**Problem description:** Lines to return, exactly: from the line with "for low-volume markets" to the line with "pub struct VigBand" in the entries below, both included.

Top of Dataset records

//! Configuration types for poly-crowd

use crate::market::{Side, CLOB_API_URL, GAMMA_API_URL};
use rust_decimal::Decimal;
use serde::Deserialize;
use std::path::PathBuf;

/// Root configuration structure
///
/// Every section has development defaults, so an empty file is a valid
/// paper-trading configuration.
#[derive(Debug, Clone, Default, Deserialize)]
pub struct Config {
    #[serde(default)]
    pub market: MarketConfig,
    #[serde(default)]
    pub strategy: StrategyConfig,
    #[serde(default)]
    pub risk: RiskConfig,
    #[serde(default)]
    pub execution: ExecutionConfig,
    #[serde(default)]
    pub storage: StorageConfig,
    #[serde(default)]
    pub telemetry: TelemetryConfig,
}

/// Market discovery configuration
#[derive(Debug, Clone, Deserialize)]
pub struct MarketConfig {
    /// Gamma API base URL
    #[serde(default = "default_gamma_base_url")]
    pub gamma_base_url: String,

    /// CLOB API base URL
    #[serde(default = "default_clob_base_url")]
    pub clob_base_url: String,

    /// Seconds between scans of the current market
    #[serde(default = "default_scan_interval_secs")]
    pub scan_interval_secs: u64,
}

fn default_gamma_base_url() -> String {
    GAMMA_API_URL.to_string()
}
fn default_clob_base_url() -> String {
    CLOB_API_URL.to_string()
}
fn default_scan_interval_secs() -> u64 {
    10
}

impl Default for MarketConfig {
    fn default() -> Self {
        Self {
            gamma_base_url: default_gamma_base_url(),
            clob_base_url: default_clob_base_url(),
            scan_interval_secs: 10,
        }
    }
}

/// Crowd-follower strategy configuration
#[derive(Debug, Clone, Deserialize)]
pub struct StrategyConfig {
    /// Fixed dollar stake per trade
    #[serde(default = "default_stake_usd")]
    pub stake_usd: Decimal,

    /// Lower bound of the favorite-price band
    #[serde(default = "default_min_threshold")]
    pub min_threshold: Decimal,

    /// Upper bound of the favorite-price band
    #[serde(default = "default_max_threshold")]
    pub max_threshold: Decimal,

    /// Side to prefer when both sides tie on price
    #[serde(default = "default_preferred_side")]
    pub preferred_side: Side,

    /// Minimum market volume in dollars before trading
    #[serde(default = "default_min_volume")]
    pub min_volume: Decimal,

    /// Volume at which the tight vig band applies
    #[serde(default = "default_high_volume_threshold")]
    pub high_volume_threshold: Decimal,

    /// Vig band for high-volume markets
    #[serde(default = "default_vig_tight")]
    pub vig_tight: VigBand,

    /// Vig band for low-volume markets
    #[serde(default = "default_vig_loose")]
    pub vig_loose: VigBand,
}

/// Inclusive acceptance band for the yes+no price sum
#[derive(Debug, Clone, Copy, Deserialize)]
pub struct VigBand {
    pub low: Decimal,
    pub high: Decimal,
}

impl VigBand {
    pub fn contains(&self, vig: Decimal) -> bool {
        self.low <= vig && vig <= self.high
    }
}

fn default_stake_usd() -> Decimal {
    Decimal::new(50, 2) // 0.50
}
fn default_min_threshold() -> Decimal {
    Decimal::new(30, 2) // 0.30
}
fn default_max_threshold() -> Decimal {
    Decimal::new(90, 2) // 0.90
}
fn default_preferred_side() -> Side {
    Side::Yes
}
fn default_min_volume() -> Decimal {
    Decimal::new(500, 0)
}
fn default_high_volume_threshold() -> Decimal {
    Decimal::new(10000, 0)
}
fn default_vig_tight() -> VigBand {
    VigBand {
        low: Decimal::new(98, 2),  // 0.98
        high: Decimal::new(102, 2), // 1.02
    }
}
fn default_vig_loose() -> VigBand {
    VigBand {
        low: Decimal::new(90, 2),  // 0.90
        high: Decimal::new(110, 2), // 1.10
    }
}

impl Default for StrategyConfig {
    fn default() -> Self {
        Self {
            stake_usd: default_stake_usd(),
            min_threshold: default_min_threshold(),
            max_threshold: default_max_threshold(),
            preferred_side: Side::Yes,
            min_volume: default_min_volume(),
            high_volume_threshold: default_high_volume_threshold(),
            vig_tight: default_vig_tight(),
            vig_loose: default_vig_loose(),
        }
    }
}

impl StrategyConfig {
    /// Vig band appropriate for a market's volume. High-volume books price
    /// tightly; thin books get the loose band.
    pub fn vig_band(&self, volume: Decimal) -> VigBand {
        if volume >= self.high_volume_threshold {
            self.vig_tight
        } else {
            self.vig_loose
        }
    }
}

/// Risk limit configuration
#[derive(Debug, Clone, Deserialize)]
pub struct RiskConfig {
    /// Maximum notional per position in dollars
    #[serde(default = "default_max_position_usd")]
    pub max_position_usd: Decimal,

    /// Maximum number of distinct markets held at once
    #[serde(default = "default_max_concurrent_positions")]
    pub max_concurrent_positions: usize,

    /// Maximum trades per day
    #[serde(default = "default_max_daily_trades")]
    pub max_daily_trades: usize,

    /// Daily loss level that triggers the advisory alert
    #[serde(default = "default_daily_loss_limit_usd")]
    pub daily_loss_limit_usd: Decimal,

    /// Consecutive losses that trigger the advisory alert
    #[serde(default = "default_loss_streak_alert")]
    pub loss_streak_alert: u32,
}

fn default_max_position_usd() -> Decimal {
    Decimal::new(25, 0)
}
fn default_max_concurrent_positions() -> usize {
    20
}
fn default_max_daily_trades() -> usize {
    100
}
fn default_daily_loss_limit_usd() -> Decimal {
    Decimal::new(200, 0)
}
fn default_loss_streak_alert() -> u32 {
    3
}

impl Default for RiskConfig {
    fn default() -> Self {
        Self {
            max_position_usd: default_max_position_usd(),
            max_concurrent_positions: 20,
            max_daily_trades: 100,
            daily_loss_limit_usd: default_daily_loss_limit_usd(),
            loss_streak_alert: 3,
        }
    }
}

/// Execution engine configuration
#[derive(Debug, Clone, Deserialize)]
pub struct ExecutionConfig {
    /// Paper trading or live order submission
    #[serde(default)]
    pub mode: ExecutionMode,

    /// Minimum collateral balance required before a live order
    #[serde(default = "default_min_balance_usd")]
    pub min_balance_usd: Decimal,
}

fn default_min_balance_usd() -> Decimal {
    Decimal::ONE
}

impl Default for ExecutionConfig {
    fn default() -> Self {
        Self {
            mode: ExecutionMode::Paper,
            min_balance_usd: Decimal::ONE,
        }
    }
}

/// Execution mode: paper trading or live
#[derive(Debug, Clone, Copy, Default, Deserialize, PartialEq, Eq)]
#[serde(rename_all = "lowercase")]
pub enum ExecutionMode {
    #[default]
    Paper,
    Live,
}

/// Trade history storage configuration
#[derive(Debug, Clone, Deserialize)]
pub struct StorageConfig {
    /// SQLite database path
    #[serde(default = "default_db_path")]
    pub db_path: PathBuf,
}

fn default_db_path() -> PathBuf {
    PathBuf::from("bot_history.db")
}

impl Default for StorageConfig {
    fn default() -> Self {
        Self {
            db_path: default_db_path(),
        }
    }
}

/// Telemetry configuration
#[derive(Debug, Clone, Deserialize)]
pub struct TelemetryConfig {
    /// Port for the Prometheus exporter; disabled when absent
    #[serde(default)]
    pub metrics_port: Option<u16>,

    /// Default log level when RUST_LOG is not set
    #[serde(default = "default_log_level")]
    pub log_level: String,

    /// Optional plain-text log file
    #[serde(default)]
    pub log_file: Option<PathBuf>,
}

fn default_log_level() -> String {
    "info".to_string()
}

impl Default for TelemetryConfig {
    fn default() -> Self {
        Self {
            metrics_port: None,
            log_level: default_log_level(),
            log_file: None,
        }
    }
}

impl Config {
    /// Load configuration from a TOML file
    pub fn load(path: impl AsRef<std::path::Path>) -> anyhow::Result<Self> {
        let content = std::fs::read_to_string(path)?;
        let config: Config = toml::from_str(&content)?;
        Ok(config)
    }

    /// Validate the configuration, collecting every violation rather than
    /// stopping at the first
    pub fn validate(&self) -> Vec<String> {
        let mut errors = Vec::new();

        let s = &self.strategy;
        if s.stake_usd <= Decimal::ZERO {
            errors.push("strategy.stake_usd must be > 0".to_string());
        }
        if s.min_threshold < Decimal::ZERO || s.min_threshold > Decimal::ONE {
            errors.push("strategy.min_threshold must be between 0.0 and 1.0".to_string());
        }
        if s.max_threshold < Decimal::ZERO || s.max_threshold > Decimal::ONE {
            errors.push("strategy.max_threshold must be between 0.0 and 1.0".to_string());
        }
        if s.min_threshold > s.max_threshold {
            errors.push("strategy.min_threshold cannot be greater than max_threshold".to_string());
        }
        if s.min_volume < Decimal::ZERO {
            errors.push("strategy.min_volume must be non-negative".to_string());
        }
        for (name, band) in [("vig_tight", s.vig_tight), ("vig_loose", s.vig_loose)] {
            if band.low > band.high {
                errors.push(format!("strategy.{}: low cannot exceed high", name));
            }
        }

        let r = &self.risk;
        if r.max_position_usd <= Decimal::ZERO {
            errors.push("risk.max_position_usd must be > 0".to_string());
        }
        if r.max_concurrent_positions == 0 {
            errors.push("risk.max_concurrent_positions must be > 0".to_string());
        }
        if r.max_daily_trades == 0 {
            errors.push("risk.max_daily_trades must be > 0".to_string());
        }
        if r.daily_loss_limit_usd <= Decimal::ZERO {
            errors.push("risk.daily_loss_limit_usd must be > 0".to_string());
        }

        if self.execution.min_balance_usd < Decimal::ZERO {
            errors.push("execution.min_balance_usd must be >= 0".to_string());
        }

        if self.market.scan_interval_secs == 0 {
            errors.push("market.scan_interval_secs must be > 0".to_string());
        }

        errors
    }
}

Bottom of Dataset records

**Written answer:**
    /// Vig band for low-volume markets
    #[serde(default = "default_vig_loose")]
    pub vig_loose: VigBand,
}

/// Inclusive acceptance band for the yes+no price sum
#[derive(Debug, Clone, Copy, Deserialize)]
pub struct VigBand {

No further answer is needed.